Athlete, Philanthropist, Boxer (1942–2016)
Arguably boxing’s most celebrated athlete, heavyweight champion Muhammad Ali was also known for his public stance against the Vietnam War and his longtime battle with Parkinson’s disease.
Who Was Muhammad Ali?
Muhammad Ali (born Cassius Clay) was a boxer, philanthropist and social activist who is universally regarded as one of the greatest athletes of the 20th century. Ali became an Olympic gold medalist in 1960 and the world heavyweight boxing champion in 1964. Following his suspension for refusing military service, Ali reclaimed the heavyweight title two more times during the 1970s, winning famed bouts against Joe Frazier and George Foreman along the way. Diagnosed with Parkinson’s disease in 1984, Ali devoted much of his time to philanthropy, earning the Presidential Medal of Freedom in 2005. Ali died on June 3, 2016
Muhammad Ali’s Record
Muhammad Ali had a career record of 56 wins, five losses and 37 knockouts before his retirement from boxing in 1981 at the age of 39.

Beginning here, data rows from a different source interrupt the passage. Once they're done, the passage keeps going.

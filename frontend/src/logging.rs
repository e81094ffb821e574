use std::io;
use tracing::{Level, Metadata};
use tracing_subscriber::fmt::MakeWriter;
use wasm_bindgen::JsValue;
use web_sys::console;

/// Buffers one formatted event and hands it to the browser console on drop.
pub struct ConsoleWriter {
    buffer: Vec<u8>,
    level: Level,
}

impl io::Write for ConsoleWriter {
    fn write(&mut self, buf: &[u8]) -> io::Result<usize> {
        self.buffer.extend_from_slice(buf);
        Ok(buf.len())
    }

    fn flush(&mut self) -> io::Result<()> {
        Ok(())
    }
}

impl Drop for ConsoleWriter {
    fn drop(&mut self) {
        let text = String::from_utf8_lossy(&self.buffer);
        let line = text.trim_end();
        if line.is_empty() {
            return;
        }
        let line = JsValue::from_str(line);
        match self.level {
            Level::ERROR => console::error_1(&line),
            Level::WARN => console::warn_1(&line),
            Level::DEBUG | Level::TRACE => console::debug_1(&line),
            _ => console::log_1(&line),
        }
    }
}

pub struct MakeConsoleWriter;

impl<'a> MakeWriter<'a> for MakeConsoleWriter {
    type Writer = ConsoleWriter;

    fn make_writer(&'a self) -> Self::Writer {
        ConsoleWriter { buffer: Vec::new(), level: Level::INFO }
    }

    fn make_writer_for(&'a self, meta: &Metadata<'_>) -> Self::Writer {
        ConsoleWriter { buffer: Vec::new(), level: *meta.level() }
    }
}

pub fn init() {
    let installed = tracing_subscriber::fmt()
        .with_writer(MakeConsoleWriter)
        .with_ansi(false)
        .without_time()
        .with_max_level(Level::DEBUG)
        .try_init();

    if installed.is_err() {
        console::warn_1(&JsValue::from_str("tracing subscriber already installed"));
    }
}
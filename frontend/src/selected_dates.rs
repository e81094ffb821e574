use yew::prelude::*;
use shared::DateKey;
use crate::styles::*;

#[derive(Properties, PartialEq)]
pub struct Props {
    pub dates: Vec<DateKey>,
    pub on_remove: Callback<DateKey>,
    #[prop_or_default]
    pub disabled: bool,
}

#[function_component(SelectedDates)]
pub fn selected_dates(props: &Props) -> Html {
    if props.dates.is_empty() {
        return html! {
            <p class={combine_classes(TEXT_MUTED, "italic")}>{"No dates selected yet"}</p>
        };
    }

    html! {
        <div class="flex flex-wrap">
            {for props.dates.iter().map(|date| {
                let date = *date;
                let onclick = props.on_remove.reform(move |_: MouseEvent| date);
                html! {
                    <span class={DATE_TAG}>
                        {date.label()}
                        <button type="button" class="text-blue-300 hover:text-white"
                            title="Remove this date" disabled={props.disabled} {onclick}>
                            {"×"}
                        </button>
                    </span>
                }
            })}
        </div>
    }
}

Here are some best knockouts of Muhammad Ali
When and How Did Muhammad Ali Die?
Muhammad Ali passed away on June 3, 2016, in Phoenix, Arizona after being hospitalized for what was reportedly a respiratory issue. The boxing legend had been suffering from Parkinson’s disease and had in recent years undergone surgery for spinal stenosis. In early 2015, the athlete battled pneumonia and was hospitalized for a severe urinary tract infection.